Financial news

Toyota accelerates push into Beijing car market

By  | 

When Akio Toyoda, head of Japan’s largest carmaker Toyota, delivered a speech in English at the prestigious Tsinghua University in Beijing, he captured the attention of the students.

“I need people like you,” the chief executive of Toyota said as he unveiled plans to set up a joint research institute for green technology. “The truth is, I believe China will soon be leading the automotive industry in terms of technology and innovation.”

Since his speech in April, Toyota has signed deals with China’s BYD and Contemporary Amperex Technology (CATL) to develop batteries for electrified vehicles and unveiled a $600m investment in the country’s ride-hailing group Didi.

Last month, it teamed up with Chinese start-up Pony.ai to carry out a pilot programme for autonomous driving and in July it came to light that it had participated in Chinese internet company Baidu’s self-driving car programme Apollo.

Toyota’s China pivot comes as global carmakers from Ford, Peugeot owner PSA and General Motors are wrestling with a sharp downturn in the world’s largest car market.

The Japanese group has bucked the trend with sales in China rising 12 per cent to 902,000 between January and July compared with the same period last year, while the broader market fell 11.4 per cent.

Toyota, which has long lagged behind rivals such as Volkswagen and GM in China, has benefited from a thaw in relations between Tokyo and Beijing as the escalating US-China trade dispute has brought the two Asian neighbours closer together.

But analysts say intensifying trade wars between Beijing and Washington has also thrown up problems for the Japanese group.

READ ALSO  UK markets rush higher on emphatic Tory election win

People close to Toyota said company executives have toned down, at least publicly, the promotion of their big push in China for fear of angering President Donald Trump, who has called for more jobs to be created in the US.

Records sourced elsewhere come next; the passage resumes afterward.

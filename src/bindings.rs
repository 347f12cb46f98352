use crate::error::Error;
use serde_json::{json, Value};
use std::collections::hash_map::Entry;
use std::collections::HashMap;
use std::fs;
use std::path::Path;

/// A namespaced map from import names to the keys they resolve through.
///
/// The application's `(import "ffi" "memory" ...)` does not name the shared
/// memory directly; it resolves through the `ffi` namespace to a lookup key,
/// and that key is what the environment registry is searched for.
#[derive(Debug, Clone, PartialEq, Eq, Default)]
pub struct Bindings {
    bindings: HashMap<String, HashMap<String, String>>,
}

impl Bindings {
    pub fn new(bindings: HashMap<String, HashMap<String, String>>) -> Bindings {
        Bindings { bindings }
    }

    pub fn empty() -> Bindings {
        Bindings::new(HashMap::new())
    }

    /// Bindings for symbols imported from the conventional `ffi` namespace.
    pub fn ffi(ffi_bindings: HashMap<String, String>) -> Bindings {
        let mut bindings = HashMap::new();
        bindings.insert("ffi".to_owned(), ffi_bindings);
        Bindings::new(bindings)
    }

    /// The bindings a boot uses when none are given: the application's
    /// `ffi::memory` import resolves through the key `"memory"`.
    pub fn standard() -> Bindings {
        let imports: Value = json!({
            "ffi": {
                "memory": "memory",
            }
        });
        Bindings::from_json(&imports).expect("standard bindings are valid")
    }

    pub fn from_json(v: &Value) -> Result<Bindings, Error> {
        let top = v.as_object().ok_or(Error::ParseJsonObjError)?;
        let mut bindings = HashMap::new();
        for (module, symbols) in top.iter() {
            let symbols = symbols.as_object().ok_or_else(|| Error::ParseError {
                key: module.clone(),
                value: symbols.to_string(),
            })?;
            let mut module_bindings = HashMap::new();
            for (symbol, binding) in symbols.iter() {
                let binding = binding.as_str().ok_or_else(|| Error::ParseError {
                    key: format!("{}::{}", module, symbol),
                    value: binding.to_string(),
                })?;
                module_bindings.insert(symbol.clone(), binding.to_owned());
            }
            bindings.insert(module.clone(), module_bindings);
        }
        Ok(Bindings::new(bindings))
    }

    pub fn from_str(s: &str) -> Result<Bindings, Error> {
        let top: Value = serde_json::from_str(s)?;
        Bindings::from_json(&top)
    }

    pub fn from_file<P: AsRef<Path>>(path: P) -> Result<Bindings, Error> {
        let contents = fs::read_to_string(path)?;
        Bindings::from_str(&contents)
    }

    /// Merge another set of bindings into this one. Binding the same
    /// `module::symbol` to a different key is an error.
    pub fn extend(&mut self, other: &Bindings) -> Result<(), Error> {
        for (module, symbols) in other.bindings.iter() {
            let module_bindings = self.bindings.entry(module.clone()).or_default();
            for (symbol, binding) in symbols.iter() {
                match module_bindings.entry(symbol.clone()) {
                    Entry::Occupied(entry) => {
                        if entry.get() != binding {
                            return Err(Error::RebindError {
                                key: format!("{}::{}", module, symbol),
                                binding: entry.get().clone(),
                                attempt: binding.clone(),
                            });
                        }
                    }
                    Entry::Vacant(entry) => {
                        entry.insert(binding.clone());
                    }
                }
            }
        }
        Ok(())
    }

    /// Resolve one import to its lookup key.
    pub fn translate(&self, module: &str, symbol: &str) -> Result<&str, Error> {
        match self.bindings.get(module) {
            Some(symbols) => match symbols.get(symbol) {
                Some(binding) => Ok(binding),
                None => Err(Error::UnknownSymbol {
                    module: module.to_owned(),
                    symbol: symbol.to_owned(),
                }),
            },
            None => Err(Error::UnknownModule {
                module: module.to_owned(),
                symbol: symbol.to_owned(),
            }),
        }
    }
}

Indeed, a month before Mr Toyoda’s speech in Beijing, the Toyota boss stressed in Washington that the carmaker had increased its five-year investment pledge in the US made in 2017 to $13bn from $10bn.

“Regardless of the direction we go, we will never leave [the] United States. I love America,” Mr Toyoda said. 

Toyota, like other carmakers, also faces the delicate task of separating China from their broader global strategy to meet specifications in communication, IT and software, which are unique to Beijing.

Washington and Beijing are unlikely to unify such standards, which are critical in developing and testing self-driving electric vehicles, while the two rivals continue their battle over technology and trade.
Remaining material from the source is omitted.